> _SUPPLIED ENTRIES_
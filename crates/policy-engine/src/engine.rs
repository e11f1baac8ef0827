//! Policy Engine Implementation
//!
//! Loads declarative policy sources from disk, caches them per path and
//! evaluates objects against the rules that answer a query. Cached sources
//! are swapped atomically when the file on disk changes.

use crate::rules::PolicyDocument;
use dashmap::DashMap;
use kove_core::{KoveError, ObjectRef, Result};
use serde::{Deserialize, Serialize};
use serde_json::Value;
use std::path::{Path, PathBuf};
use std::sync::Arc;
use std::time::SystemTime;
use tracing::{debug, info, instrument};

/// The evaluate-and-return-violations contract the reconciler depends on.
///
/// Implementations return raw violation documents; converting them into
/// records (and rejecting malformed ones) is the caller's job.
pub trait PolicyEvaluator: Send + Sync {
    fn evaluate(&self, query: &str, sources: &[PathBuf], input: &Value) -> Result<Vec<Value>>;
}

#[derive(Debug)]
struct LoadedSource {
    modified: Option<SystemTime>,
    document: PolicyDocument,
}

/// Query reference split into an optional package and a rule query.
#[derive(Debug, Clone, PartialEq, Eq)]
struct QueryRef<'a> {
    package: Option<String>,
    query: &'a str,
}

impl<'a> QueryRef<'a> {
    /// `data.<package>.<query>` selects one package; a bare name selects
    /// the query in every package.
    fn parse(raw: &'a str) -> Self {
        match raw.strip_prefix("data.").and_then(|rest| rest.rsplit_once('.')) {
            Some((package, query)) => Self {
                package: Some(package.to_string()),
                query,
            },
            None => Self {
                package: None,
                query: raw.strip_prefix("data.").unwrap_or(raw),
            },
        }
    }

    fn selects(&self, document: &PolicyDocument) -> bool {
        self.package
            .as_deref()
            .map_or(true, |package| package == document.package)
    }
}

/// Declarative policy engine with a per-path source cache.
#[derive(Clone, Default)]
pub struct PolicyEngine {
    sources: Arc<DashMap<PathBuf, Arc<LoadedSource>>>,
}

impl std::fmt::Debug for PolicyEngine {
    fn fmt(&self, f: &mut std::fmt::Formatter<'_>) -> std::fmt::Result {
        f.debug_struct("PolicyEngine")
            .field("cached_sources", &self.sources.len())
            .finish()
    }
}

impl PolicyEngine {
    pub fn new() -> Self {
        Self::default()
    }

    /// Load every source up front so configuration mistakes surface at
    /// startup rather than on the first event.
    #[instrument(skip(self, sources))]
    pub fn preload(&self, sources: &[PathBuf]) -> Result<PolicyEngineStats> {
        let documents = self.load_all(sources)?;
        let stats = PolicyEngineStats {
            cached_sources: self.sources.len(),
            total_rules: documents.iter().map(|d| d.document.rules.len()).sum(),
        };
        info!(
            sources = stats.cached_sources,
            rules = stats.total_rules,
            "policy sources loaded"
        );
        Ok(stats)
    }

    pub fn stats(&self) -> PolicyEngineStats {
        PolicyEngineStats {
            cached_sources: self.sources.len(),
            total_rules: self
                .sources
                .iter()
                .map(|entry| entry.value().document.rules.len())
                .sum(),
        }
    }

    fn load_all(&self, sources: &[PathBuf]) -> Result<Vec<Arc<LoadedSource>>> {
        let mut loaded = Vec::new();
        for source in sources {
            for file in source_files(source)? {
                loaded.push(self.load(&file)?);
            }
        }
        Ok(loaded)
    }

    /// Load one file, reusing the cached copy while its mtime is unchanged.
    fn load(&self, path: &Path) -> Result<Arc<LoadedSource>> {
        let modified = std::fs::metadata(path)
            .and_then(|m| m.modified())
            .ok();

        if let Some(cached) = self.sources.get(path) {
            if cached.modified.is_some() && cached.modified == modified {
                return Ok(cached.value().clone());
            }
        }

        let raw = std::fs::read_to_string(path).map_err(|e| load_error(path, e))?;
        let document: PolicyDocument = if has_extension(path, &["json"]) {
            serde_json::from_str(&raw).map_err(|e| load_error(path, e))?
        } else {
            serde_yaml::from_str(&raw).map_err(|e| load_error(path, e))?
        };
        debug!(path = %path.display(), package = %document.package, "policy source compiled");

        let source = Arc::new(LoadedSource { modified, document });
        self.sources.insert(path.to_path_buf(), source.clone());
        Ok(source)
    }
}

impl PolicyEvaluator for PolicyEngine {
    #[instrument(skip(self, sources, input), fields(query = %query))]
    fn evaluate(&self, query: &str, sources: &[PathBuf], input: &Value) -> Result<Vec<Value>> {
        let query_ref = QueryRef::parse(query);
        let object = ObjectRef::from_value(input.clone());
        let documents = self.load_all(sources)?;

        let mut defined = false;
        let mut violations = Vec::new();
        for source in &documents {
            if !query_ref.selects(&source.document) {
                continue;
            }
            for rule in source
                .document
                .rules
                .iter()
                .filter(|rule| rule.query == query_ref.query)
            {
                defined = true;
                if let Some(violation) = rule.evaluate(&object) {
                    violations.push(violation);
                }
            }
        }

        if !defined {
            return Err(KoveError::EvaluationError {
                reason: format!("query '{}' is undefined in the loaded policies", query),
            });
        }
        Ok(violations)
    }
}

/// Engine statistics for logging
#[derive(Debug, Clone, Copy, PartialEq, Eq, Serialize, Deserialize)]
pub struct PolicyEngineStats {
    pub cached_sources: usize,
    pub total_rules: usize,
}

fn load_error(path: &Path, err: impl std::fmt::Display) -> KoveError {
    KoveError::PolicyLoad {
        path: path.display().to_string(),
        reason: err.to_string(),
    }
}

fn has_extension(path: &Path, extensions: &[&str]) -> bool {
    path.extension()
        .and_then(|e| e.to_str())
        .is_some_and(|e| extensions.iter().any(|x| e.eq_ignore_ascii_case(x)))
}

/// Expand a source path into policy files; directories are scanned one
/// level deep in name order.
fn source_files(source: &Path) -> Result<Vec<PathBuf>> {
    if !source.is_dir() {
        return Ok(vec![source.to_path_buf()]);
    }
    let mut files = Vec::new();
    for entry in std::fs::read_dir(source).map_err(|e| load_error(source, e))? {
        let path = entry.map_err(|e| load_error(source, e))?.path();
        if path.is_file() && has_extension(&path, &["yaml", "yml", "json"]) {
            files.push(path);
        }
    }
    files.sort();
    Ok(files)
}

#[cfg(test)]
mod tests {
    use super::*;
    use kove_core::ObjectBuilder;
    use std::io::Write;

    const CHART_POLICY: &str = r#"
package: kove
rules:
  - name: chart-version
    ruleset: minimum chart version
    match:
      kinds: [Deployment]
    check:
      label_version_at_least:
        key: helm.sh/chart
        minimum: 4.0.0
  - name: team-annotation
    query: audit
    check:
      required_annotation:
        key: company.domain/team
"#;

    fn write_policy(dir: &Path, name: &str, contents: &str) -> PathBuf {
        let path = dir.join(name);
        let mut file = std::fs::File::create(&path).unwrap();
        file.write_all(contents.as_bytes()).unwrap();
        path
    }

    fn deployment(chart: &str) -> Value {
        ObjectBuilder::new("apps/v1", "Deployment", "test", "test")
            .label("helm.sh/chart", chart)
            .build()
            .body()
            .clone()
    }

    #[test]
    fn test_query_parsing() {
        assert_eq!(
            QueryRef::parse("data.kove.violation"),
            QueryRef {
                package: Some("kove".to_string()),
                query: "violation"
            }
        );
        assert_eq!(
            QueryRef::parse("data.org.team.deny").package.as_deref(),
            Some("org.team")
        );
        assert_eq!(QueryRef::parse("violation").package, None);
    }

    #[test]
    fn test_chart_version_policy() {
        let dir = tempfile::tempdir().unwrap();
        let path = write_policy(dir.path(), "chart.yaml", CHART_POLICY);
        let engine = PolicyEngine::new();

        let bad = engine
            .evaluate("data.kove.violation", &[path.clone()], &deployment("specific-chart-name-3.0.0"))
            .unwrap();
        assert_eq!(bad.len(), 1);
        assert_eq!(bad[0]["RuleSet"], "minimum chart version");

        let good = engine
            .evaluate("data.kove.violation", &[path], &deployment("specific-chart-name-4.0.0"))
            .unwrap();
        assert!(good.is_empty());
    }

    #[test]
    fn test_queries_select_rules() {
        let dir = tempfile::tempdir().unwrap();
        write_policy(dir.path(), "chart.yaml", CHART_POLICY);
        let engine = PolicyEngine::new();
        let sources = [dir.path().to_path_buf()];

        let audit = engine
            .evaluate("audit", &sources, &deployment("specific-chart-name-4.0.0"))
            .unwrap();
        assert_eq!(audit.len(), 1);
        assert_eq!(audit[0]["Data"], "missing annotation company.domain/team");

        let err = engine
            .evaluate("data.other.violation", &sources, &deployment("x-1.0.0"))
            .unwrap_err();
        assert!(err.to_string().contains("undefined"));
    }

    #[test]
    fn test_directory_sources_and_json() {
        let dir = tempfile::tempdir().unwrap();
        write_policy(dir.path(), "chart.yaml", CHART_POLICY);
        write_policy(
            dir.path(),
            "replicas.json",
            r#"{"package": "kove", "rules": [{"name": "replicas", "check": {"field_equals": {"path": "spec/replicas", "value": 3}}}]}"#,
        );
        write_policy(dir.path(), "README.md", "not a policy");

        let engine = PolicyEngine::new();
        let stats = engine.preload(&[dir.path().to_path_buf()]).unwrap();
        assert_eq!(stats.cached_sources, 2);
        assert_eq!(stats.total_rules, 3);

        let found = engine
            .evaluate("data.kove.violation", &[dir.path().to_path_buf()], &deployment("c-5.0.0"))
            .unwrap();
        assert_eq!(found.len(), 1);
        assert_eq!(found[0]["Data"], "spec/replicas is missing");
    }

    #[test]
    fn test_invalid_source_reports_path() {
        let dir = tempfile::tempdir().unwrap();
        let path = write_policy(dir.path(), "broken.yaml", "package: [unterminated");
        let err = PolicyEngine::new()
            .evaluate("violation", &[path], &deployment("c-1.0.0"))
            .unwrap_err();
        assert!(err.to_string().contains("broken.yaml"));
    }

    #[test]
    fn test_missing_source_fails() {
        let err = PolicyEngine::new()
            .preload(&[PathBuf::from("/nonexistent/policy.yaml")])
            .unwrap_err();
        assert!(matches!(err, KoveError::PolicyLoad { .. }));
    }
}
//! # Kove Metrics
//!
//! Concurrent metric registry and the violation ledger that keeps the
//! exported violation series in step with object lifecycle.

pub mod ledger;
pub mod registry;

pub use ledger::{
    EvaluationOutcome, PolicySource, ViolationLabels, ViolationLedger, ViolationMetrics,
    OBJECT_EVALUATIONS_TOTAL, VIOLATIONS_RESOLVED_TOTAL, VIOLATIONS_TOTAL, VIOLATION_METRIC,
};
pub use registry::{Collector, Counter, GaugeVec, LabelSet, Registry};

> _YOUR TASK_
Ending with the line containing "pub trait PolicyEvaluator: Send", please print exactly the lines of the material above from its first line onward, and nothing else.

> _COMPLETED TASK_
filename crates/policy-engine/src/engine.rs
repository e11f1baac8ef0827
//! Policy Engine Implementation
//!
//! Loads declarative policy sources from disk, caches them per path and
//! evaluates objects against the rules that answer a query. Cached sources
//! are swapped atomically when the file on disk changes.

use crate::rules::PolicyDocument;
use dashmap::DashMap;
use kove_core::{KoveError, ObjectRef, Result};
use serde::{Deserialize, Serialize};
use serde_json::Value;
use std::path::{Path, PathBuf};
use std::sync::Arc;
use std::time::SystemTime;
use tracing::{debug, info, instrument};

/// The evaluate-and-return-violations contract the reconciler depends on.
///
/// Implementations return raw violation documents; converting them into
/// records (and rejecting malformed ones) is the caller's job.
pub trait PolicyEvaluator: Send + Sync {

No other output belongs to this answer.